Weed, cannabis, marijuana, or pot, which term is better?

Published Jan 10, 2020 10:00 a.m. ET
iStock / artJazz

Now that federal marijuana legalization is quickly reaching all corners of the globe, people are much more willing to openly discuss their love for the plant. This is a truly great freedom that many of us could have only dreamt of not long ago, which keeps the atmosphere intriguing, but we are playing an important role in history. One that will be documented as society shifts away from hysterical weed plant propaganda and towards a new age of knowledge and growth.

That means that the conversations we have now, will significantly influence the future, and we have a responsibility to ask all the hard questions like, which stoner terms should be preserved and what ones should get tossed out with yesterday’s trash. Right now, most educational facilities use the term cannabis, but consumers are much more likely to comfortably use slang terminologies such as marijuana, pot, or weed.

This has sparked controversy over the history of each of the notorious names, and the ultimate question of whether or not anyone is truly better than the rest. Since we want to set the very best example moving forward as we try to wash away the grimy history of stereotypes, it is important to recognize where each one comes from so that you can choose one that aligns with the values that you would like to become common in society.


Cannabis Sativa is the proper name for the plant, but it refers to all the different strains, including what we now call hemp plants. Hemp plants are designated that way due to their high cannabinoid content and fibrous nature, but they are all from the same genetic line of Cannabis Sativa plants.


Marijuana was initially spelt marihuana, and it’s a term that was coined by the government of Canada at the beginning of prohibition but used to reference an activity that was often directly associated with people of color. If you pay close attention to federal documents, even today, you will often find the oddly spelt word scattered throughout, and to many, it is a symbol of oppression and discrimination.

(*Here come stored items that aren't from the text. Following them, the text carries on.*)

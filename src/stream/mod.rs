pub mod ws;
pub mod channel;

use tokio::sync::mpsc;
use tokio::task::JoinHandle;
use tokio_util::sync::CancellationToken;

pub use channel::ChannelTransport;
pub use ws::WsTransport;

/// Transport-level occurrences on a live event stream.
#[derive(Debug, Clone, PartialEq)]
pub enum StreamEvent {
    Opened,
    Message(String),
    Error(String),
    Closed,
}

/// Opens one event-stream connection per execution.
///
/// Connection failures are reported in-band as `Error` followed by `Closed`
/// so the caller never has to unwind its own state.
pub trait EventTransport: Send + Sync {
    fn open(
        &self,
        url: &str,
        token: CancellationToken,
    ) -> (mpsc::UnboundedReceiver<StreamEvent>, Option<JoinHandle<()>>);
}

pub fn stream_url(template: &str, session_id: &str) -> String {
    template.replace("{session_id}", session_id)
}
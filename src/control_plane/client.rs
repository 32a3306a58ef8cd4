use std::time::Duration;
use async_trait::async_trait;
use reqwest::multipart::{Form, Part};
use reqwest::{Client, Response};
use serde::de::DeserializeOwned;
use serde_json::json;
use tracing::debug;
use crate::errors::FlowscopeError;
use super::types::{ExecuteRequest, ExecuteResponse, InitializeResponse, UploadResponse};
use super::ControlPlane;

pub struct HttpControlPlane {
    client: Client,
    base_url: String,
}

impl HttpControlPlane {
    pub fn new(base_url: &str, request_timeout: Duration) -> Result<Self, FlowscopeError> {
        let client = Client::builder()
            .timeout(request_timeout)
            .build()
            .map_err(|e| FlowscopeError::Internal(format!("Failed to build HTTP client: {}", e)))?;
        Ok(Self {
            client,
            base_url: base_url.trim_end_matches('/').to_string(),
        })
    }

    pub fn base_url(&self) -> &str {
        &self.base_url
    }

    fn url(&self, path: &str) -> String {
        format!("{}{}", self.base_url, path)
    }
}

fn request_error(what: &str, e: reqwest::Error) -> FlowscopeError {
    if e.is_timeout() {
        FlowscopeError::Timeout(format!("{} timed out: {}", what, e))
    } else {
        FlowscopeError::Network(format!("{} failed: {}", what, e))
    }
}

/// Decode a backend reply. Non-2xx bodies that still carry the response
/// shape are returned as-is so their `success: false` reaches the caller.
async fn decode<T: DeserializeOwned>(what: &str, resp: Response) -> Result<T, FlowscopeError> {
    let status = resp.status();
    let body = resp.text().await.map_err(|e| request_error(what, e))?;
    match serde_json::from_str::<T>(&body) {
        Ok(parsed) => Ok(parsed),
        Err(_) if !status.is_success() => Err(FlowscopeError::Backend(format!(
            "{} returned HTTP {}",
            what,
            status.as_u16()
        ))),
        Err(e) => Err(FlowscopeError::Backend(format!("{} returned an unreadable body: {}", what, e))),
    }
}

#[async_trait]
impl ControlPlane for HttpControlPlane {
    async fn upload_document(
        &self,
        session_id: &str,
        file_name: &str,
        bytes: Vec<u8>,
    ) -> Result<UploadResponse, FlowscopeError> {
        debug!(session_id = %session_id, file = %file_name, size = bytes.len(), "Uploading document");
        let form = Form::new()
            .part("file", Part::bytes(bytes).file_name(file_name.to_string()))
            .text("sessionId", session_id.to_string());

        let resp = self.client
            .post(self.url("/api/upload"))
            .multipart(form)
            .send()
            .await
            .map_err(|e| request_error("Upload", e))?;
        decode("Upload", resp).await
    }

    async fn initialize_workflow(&self, scenario_id: &str) -> Result<InitializeResponse, FlowscopeError> {
        debug!(scenario = %scenario_id, "Initializing workflow");
        let resp = self.client
            .post(self.url("/api/workflow/initialize"))
            .json(&json!({ "scenarioId": scenario_id }))
            .send()
            .await
            .map_err(|e| request_error("Initialize", e))?;
        decode("Initialize", resp).await
    }

    async fn execute_workflow(&self, request: &ExecuteRequest) -> Result<ExecuteResponse, FlowscopeError> {
        debug!(session_id = %request.session_id, orchestration = %request.orchestration_id, "Executing workflow");
        let resp = self.client
            .post(self.url("/api/workflow/execute"))
            .json(request)
            .send()
            .await
            .map_err(|e| request_error("Execute", e))?;
        decode("Execute", resp).await
    }
}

A lot of consumers believe that pot is a term that was used by pre-legalization times to talk about cannabis discreetly, but the truth is that it is a short form of the Spanish phrase ‘Potiguaya’ aka ‘Potaguaya’ which is an alcohol that has been infused with cannabis buds. Though it certainly earned a place in the vocabulary of millions of non-Spanish speaking individuals during prohibition, it means nothing derogatory and actually references a delightful traditional drink.

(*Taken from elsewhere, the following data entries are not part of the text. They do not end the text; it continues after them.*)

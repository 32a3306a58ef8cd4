use std::f64::consts::PI;
use serde::Serialize;

const CENTER: f64 = 50.0;
const RADIUS: f64 = 35.0;

#[derive(Debug, Clone, PartialEq, Serialize)]
#[serde(rename_all = "camelCase")]
pub struct AgentPosition {
    pub agent_id: String,
    pub x: f64,
    pub y: f64,
}

/// Place `n` nodes evenly on a circle, first node at the top, clockwise.
/// Coordinates are percentages of the canvas.
pub fn positions(n: usize) -> Vec<(f64, f64)> {
    if n == 0 {
        return Vec::new();
    }
    let step = 2.0 * PI / n as f64;
    (0..n)
        .map(|i| {
            let angle = i as f64 * step - PI / 2.0;
            (CENTER + RADIUS * angle.cos(), CENTER + RADIUS * angle.sin())
        })
        .collect()
}

pub fn layout<S: AsRef<str>>(agent_ids: &[S]) -> Vec<AgentPosition> {
    positions(agent_ids.len())
        .into_iter()
        .zip(agent_ids)
        .map(|((x, y), id)| AgentPosition {
            agent_id: id.as_ref().to_string(),
            x,
            y,
        })
        .collect()
}
use std::sync::Arc;
use std::time::Duration;
use tokio::task::JoinHandle;
use tokio::time::{interval_at, sleep, Instant};
use tracing::{debug, info};
use crate::utils::formatting::clock;
use crate::workflow::WorkflowModel;
use super::cosmetic::{format_detail_line, DetailSource, EmissionGate, ProbabilityGate, RandomDetails};
use super::events::ExecutionEvent;
use super::writer::StateWriter;

#[derive(Debug, Clone)]
pub struct SimulationSettings {
    /// Multiplier applied to nominal step durations so short steps stay legible.
    pub scale_factor: u32,
    pub detail_interval: Duration,
    pub detail_probability: f64,
    /// Pause between a step completing and the next one starting.
    pub settle: Duration,
}

impl Default for SimulationSettings {
    fn default() -> Self {
        Self {
            scale_factor: 8,
            detail_interval: Duration::from_millis(1500),
            detail_probability: 0.3,
            settle: Duration::from_millis(1000),
        }
    }
}

impl SimulationSettings {
    pub fn scaled(&self, nominal_ms: u64) -> Duration {
        Duration::from_millis(nominal_ms.saturating_mul(self.scale_factor as u64))
    }
}

/// Drives a workflow from local timers, with no network involved.
pub struct SimulatedStepDriver {
    model: Arc<WorkflowModel>,
    settings: SimulationSettings,
    gate: Box<dyn EmissionGate>,
    details: Box<dyn DetailSource>,
}

impl SimulatedStepDriver {
    pub fn new(model: Arc<WorkflowModel>, settings: SimulationSettings) -> Self {
        let gate = Box::new(ProbabilityGate::new(settings.detail_probability));
        Self {
            model,
            settings,
            gate,
            details: Box::new(RandomDetails::new()),
        }
    }

    pub fn with_cosmetics(mut self, gate: Box<dyn EmissionGate>, details: Box<dyn DetailSource>) -> Self {
        self.gate = gate;
        self.details = details;
        self
    }

    pub fn spawn(self, writer: StateWriter) -> JoinHandle<()> {
        tokio::spawn(self.run(writer))
    }

    pub async fn run(mut self, writer: StateWriter) {
        let model = self.model.clone();
        let token = writer.token().clone();
        let total = model.len();
        info!(task_id = %model.task_id, steps = total, "Simulated execution started");

        for (index, step) in model.steps().iter().enumerate() {
            let label = step.action_label();
            match writer.apply(|s| s.enter_step(index, label.clone())).await {
                Some(true) => {}
                _ => return,
            }
            writer.emit(ExecutionEvent::StepStarted {
                index,
                step_id: step.id.clone(),
                label,
            });
            debug!(step = %step.id, index, "Step started");

            let deadline = sleep(self.settings.scaled(step.nominal_duration_ms));
            tokio::pin!(deadline);
            let period = self.settings.detail_interval;
            let mut ticker = interval_at(Instant::now() + period, period);
            let mut tick = 0u64;

            loop {
                tokio::select! {
                    biased;
                    _ = token.cancelled() => {
                        debug!(step = %step.id, "Simulated execution cancelled");
                        return;
                    }
                    _ = &mut deadline => break,
                    _ = ticker.tick() => {
                        tick += 1;
                        if step.detail_pool.is_empty() || !self.gate.should_emit(tick) {
                            continue;
                        }
                        if let Some(detail) = self.details.pick(&step.detail_pool) {
                            let words = self.details.word_count();
                            let line = format_detail_line(&clock(), &step.agent_name, &detail, words);
                            if !writer.log(line).await {
                                return;
                            }
                        }
                    }
                }
            }

            if writer.apply(|s| s.complete_step(&step.id)).await.is_none() {
                return;
            }
            writer.emit(ExecutionEvent::StepCompleted {
                index,
                step_id: step.id.clone(),
            });
            debug!(step = %step.id, index, "Step completed");

            if index + 1 == total {
                break;
            }
            tokio::select! {
                biased;
                _ = token.cancelled() => return,
                _ = sleep(self.settings.settle) => {}
            }
        }

        // An empty model has nothing to wait for.
        let Some(session_id) = writer
            .apply(|s| {
                s.complete_all();
                s.session_id.clone()
            })
            .await
        else {
            return;
        };
        writer.emit(ExecutionEvent::ExecutionCompleted {
            session_id,
            completed_steps: total,
        });
        info!(task_id = %model.task_id, "Simulated execution completed");
    }
}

The use of the word weed goes as far back as 1833, at a time when cannabis plants grew wild in ditches and natural areas all over the globe. Cannabis would spread like wildfire, or as many would say, just like a weed, and it’s a phrase that doesn’t appear to be going anywhere, anytime soon. Luckily, it doesn’t have any type of demonizing intent. Instead, it’s just a relaxed way of talking about weed leaf or buds.

Though we always recommend that our viewers thoroughly research each and every aspect of the weed plant, it is just as essential to recognize human comfortability. Though most consumers would have a difficult time ignoring the fact that terms like marijuana have a deeply racially driven history, those who use them don’t necessarily mean any ill will by it.

Language is amazing that way as it evolves with the needs of the many, so if you do hear someone using a less professional name for cannabis, don’t judge them by it, simply use your power of influence by setting your best foot forward while displaying the best example for cannabis enthusiasts everywhere. There will always be a massive library of different terms that people use to describe cannabis, but very few of them mean anything negative, and no one needs to apologize for their word choice.